----- Given records
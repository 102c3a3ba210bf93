//! Bounded key/value cache with per-entry time-to-live.
//!
//! Expiry is checked lazily on read; there is no background sweeper. When
//! full, inserting a new key evicts the least recently used entry.

use std::collections::HashMap;
use std::hash::Hash;
use std::time::{Duration, Instant};

struct Entry<V> {
    value: V,
    inserted_at: Instant,
    last_used: u64,
}

/// Fixed-capacity cache whose entries expire after `ttl`.
pub struct TtlCache<K, V> {
    capacity: usize,
    ttl: Duration,
    entries: HashMap<K, Entry<V>>,
    clock: u64,
}

impl<K: Eq + Hash + Clone, V: Clone> TtlCache<K, V> {
    pub fn new(capacity: usize, ttl: Duration) -> Self {
        Self {
            capacity: capacity.max(1),
            ttl,
            entries: HashMap::with_capacity(capacity),
            clock: 0,
        }
    }

    /// Value for `key`, if present and not expired.
    pub fn get(&mut self, key: &K) -> Option<V> {
        self.get_at(key, Instant::now())
    }

    fn get_at(&mut self, key: &K, now: Instant) -> Option<V> {
        let expired = match self.entries.get(key) {
            Some(entry) => now.duration_since(entry.inserted_at) >= self.ttl,
            None => return None,
        };

        if expired {
            self.entries.remove(key);
            return None;
        }

        self.clock += 1;
        let clock = self.clock;
        self.entries.get_mut(key).map(|entry| {
            entry.last_used = clock;
            entry.value.clone()
        })
    }

    /// Insert or overwrite `key`, resetting its age.
    pub fn insert(&mut self, key: K, value: V) {
        self.insert_at(key, value, Instant::now());
    }

    fn insert_at(&mut self, key: K, value: V, now: Instant) {
        if !self.entries.contains_key(&key) && self.entries.len() >= self.capacity {
            self.evict(now);
        }

        self.clock += 1;
        self.entries.insert(
            key,
            Entry {
                value,
                inserted_at: now,
                last_used: self.clock,
            },
        );
    }

    /// Drop expired entries first; if none, the least recently used one.
    fn evict(&mut self, now: Instant) {
        let ttl = self.ttl;
        self.entries.retain(|_, e| now.duration_since(e.inserted_at) < ttl);
        if self.entries.len() < self.capacity {
            return;
        }

        let lru = self
            .entries
            .iter()
            .min_by_key(|(_, e)| e.last_used)
            .map(|(k, _)| k.clone());
        if let Some(key) = lru {
            self.entries.remove(&key);
        }
    }

    pub fn len(&self) -> usize {
        self.entries.len()
    }

    pub fn is_empty(&self) -> bool {
        self.entries.is_empty()
    }
}

#[cfg(test)]
mod tests {
    use super::*;

    #[test]
    fn test_entry_expires_after_ttl() {
        let mut cache = TtlCache::new(10, Duration::from_secs(5));
        let start = Instant::now();
        cache.insert_at("ETH/BTC", 1, start);

        assert_eq!(cache.get_at(&"ETH/BTC", start + Duration::from_secs(4)), Some(1));
        assert_eq!(cache.get_at(&"ETH/BTC", start + Duration::from_secs(5)), None);
        assert!(cache.is_empty());
    }

    #[test]
    fn test_lru_eviction() {
        let mut cache = TtlCache::new(2, Duration::from_secs(60));
        let now = Instant::now();
        cache.insert_at("a", 1, now);
        cache.insert_at("b", 2, now);

        // touch "a" so "b" becomes least recently used
        assert_eq!(cache.get_at(&"a", now), Some(1));
        cache.insert_at("c", 3, now);

        assert_eq!(cache.len(), 2);
        assert_eq!(cache.get_at(&"b", now), None);
        assert_eq!(cache.get_at(&"a", now), Some(1));
        assert_eq!(cache.get_at(&"c", now), Some(3));
    }

    #[test]
    fn test_overwrite_does_not_evict() {
        let mut cache = TtlCache::new(2, Duration::from_secs(60));
        let now = Instant::now();
        cache.insert_at("a", 1, now);
        cache.insert_at("b", 2, now);
        cache.insert_at("a", 10, now);

        assert_eq!(cache.len(), 2);
        assert_eq!(cache.get_at(&"a", now), Some(10));
        assert_eq!(cache.get_at(&"b", now), Some(2));
    }

    #[test]
    fn test_expired_entries_are_evicted_first() {
        let mut cache = TtlCache::new(2, Duration::from_secs(5));
        let start = Instant::now();
        cache.insert_at("old", 1, start);
        cache.insert_at("fresh", 2, start + Duration::from_secs(4));
        // "fresh" was used least recently but "old" has expired
        cache.get_at(&"old", start + Duration::from_secs(1));
        cache.insert_at("new", 3, start + Duration::from_secs(6));

        assert_eq!(cache.get_at(&"fresh", start + Duration::from_secs(6)), Some(2));
        assert_eq!(cache.get_at(&"new", start + Duration::from_secs(6)), Some(3));
    }
}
----------
Wherever a line in the entries above holds "capacity", copy that line.

/// Fixed-capacity cache whose entries expire after `ttl`.
    capacity: usize,
    pub fn new(capacity: usize, ttl: Duration) -> Self {
            capacity: capacity.max(1),
            entries: HashMap::with_capacity(capacity),
        if !self.entries.contains_key(&key) && self.entries.len() >= self.capacity {
        if self.entries.len() < self.capacity {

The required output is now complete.